Se poi di mezzo c’è Zdenek Zeman, apriti cielo. Un tecnico che mai come adesso preferisce respingere ogni polemica, nonostante le ripetute (e scontate) provocazioni dei giornalisti. Il boemo si è limitato a ricordare come di “alcuni temi” (Calciopoli e doping) si siano occupati in primis magistrati e tribunali. E che la storia, negli anni, ha dimostrato quanto fossero legittime e sacrosante certe battaglie. Stop. Nessuna nuova frecciatina. Anzi, tanti complimenti (meritati) alla Juve d’adesso, ritenuta “la miglior squadra del campionato italiano”. Ma la ferita, per qualcuno, è ancora aperta. Notissimi esponenti della juventinità faticano ad accettare che nel mondo dei media prezzolati e della stampa devota alle opinioni di comodo, ci sia stato chi in passato abbia osato affermare certi princìpi e ledere la loro immagine.
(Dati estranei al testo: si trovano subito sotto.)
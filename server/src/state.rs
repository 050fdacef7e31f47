use mitospace_shared::{DatasetInfo, DATASET_2D, DATASET_4D};
use std::collections::HashMap;
use std::path::Path;

use crate::dataset_reader::DatasetFile;

/// Application state shared across all request handlers
pub struct AppState {
    /// Map of dataset ID to loaded document
    pub datasets: HashMap<String, DatasetFile>,
}

impl AppState {
    /// Create new app state by loading the known dataset documents from a directory
    pub async fn new(data_dir: &Path) -> Self {
        let mut datasets = HashMap::new();

        if !data_dir.is_dir() {
            log::warn!("Data directory not found: {}", data_dir.display());
            return Self { datasets };
        }

        for id in [DATASET_2D, DATASET_4D] {
            let file_path = data_dir.join(format!("{}.json", id));
            match DatasetFile::open(&file_path).await {
                Ok(dataset) => {
                    log::info!(
                        "Loaded dataset: {} from {} ({} samples, {} skipped, {} timepoints)",
                        dataset.info.name,
                        dataset.path.display(),
                        dataset.info.sample_count,
                        dataset.info.skipped_records,
                        dataset.info.timepoints.len()
                    );
                    datasets.insert(dataset.info.id.clone(), dataset);
                }
                Err(e) => {
                    log::warn!("Failed to load {:?}: {}", file_path, e);
                }
            }
        }

        Self { datasets }
    }

    /// Get dataset info list, sorted by id
    pub fn list_datasets(&self) -> Vec<DatasetInfo> {
        let mut infos: Vec<DatasetInfo> = self.datasets.values().map(|d| d.info.clone()).collect();
        infos.sort_by(|a, b| a.id.cmp(&b.id));
        infos
    }

    /// Get a specific dataset
    pub fn get_dataset(&self, id: &str) -> Option<&DatasetFile> {
        self.datasets.get(id)
    }
}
Zeman il “perdente” li fa soffrire psicologicamente, poiché ritenuto (a torto) un nemico sconfitto dalla storia e dagli abusi moggiani, tornato invece in auge in Serie A (a 65 anni) proprio nel momento in cui Big Luciano è fuori da tutto, stroncato dalla radiazione e da una condanna penale di cinque anni e quattro mesi in primo grado per “promozione dell’associazione a delinquere”.

Lo stesso Moggi, al quale molti mezzi d’informazione consentono ancora di aprir bocca, da un paio di giorni è partito all’attacco, sbeffeggiando e dileggiando Zeman e la Roma, augurandosi, in vista di sabato sera, “un 6-0 juventino con lezione di calcio”. Il noto “stile” che negli anni ha contraddistinto la Juve è riscontrabile anche nelle parole di due ex giocatori, Paolo Rossi (“Zeman parla troppo, di troppe cose senza esserne a conoscenza. E’ bene che ognuno guardi al suo orto. Per quello che ho visto fino ad ora, sarebbe meglio che pensasse a sistemare la sua squadra”) e Stefano Tacconi(“Io non ho mai vinto una partita chiacchierando, e penso che Zeman non abbia più niente da dire”). Tipiche opinioni di stampo juventino: puoi parlare solo se hai vinto o stai vincendo. Altrimenti, muto. La perla finale è di Giovanni Cobolli Gigli, tra l'altro uno dei pochi presidenti della storia bianconera a non aver alzato al cielo neanche uno straccio di Coppa Italia. Questo l’elegante invito rivolto al tecnico romanista: “I vecchi devono uscire dalla scena, ritirarsi al bar dello sport, fumare le sigarette e chiacchierare con gli amici. Insomma devono evitare di fare un mestiere che non e’ per vecchi“. Dimenticando, forse, che pochi mesi fa il boemo si è reso autore di una meravigliosa impresa sportiva, vincendo il campionato di B alla guida del Pescara.

Da qui alle 20.45 di sabato c’è ancora tempo. Non è esclusa un’altra valanga di attacchi nei confronti della Roma, del suo allenatore, dei suoi tifosi. Chi dovrebbe rispondere (società e dirigenza) è colpevolmente assente. O meglio, presenzia nella figura del dg Franco Baldini, ex fiero alleato di Sensi nella lotta (vinta e stravinta) agli antichi soprusi del sistema, fin qui tenero coi rivali ma puntualissimo nel ricordare che “la Roma non è abituata alla vittoria e nemmeno le manca, probabilmente”. Se questo è l’atteggiamento, se ci si mostra fragili, se mancano difesa e contrattacco, è scontato che il rivale di guerra affondi il colpo. E vada a segno.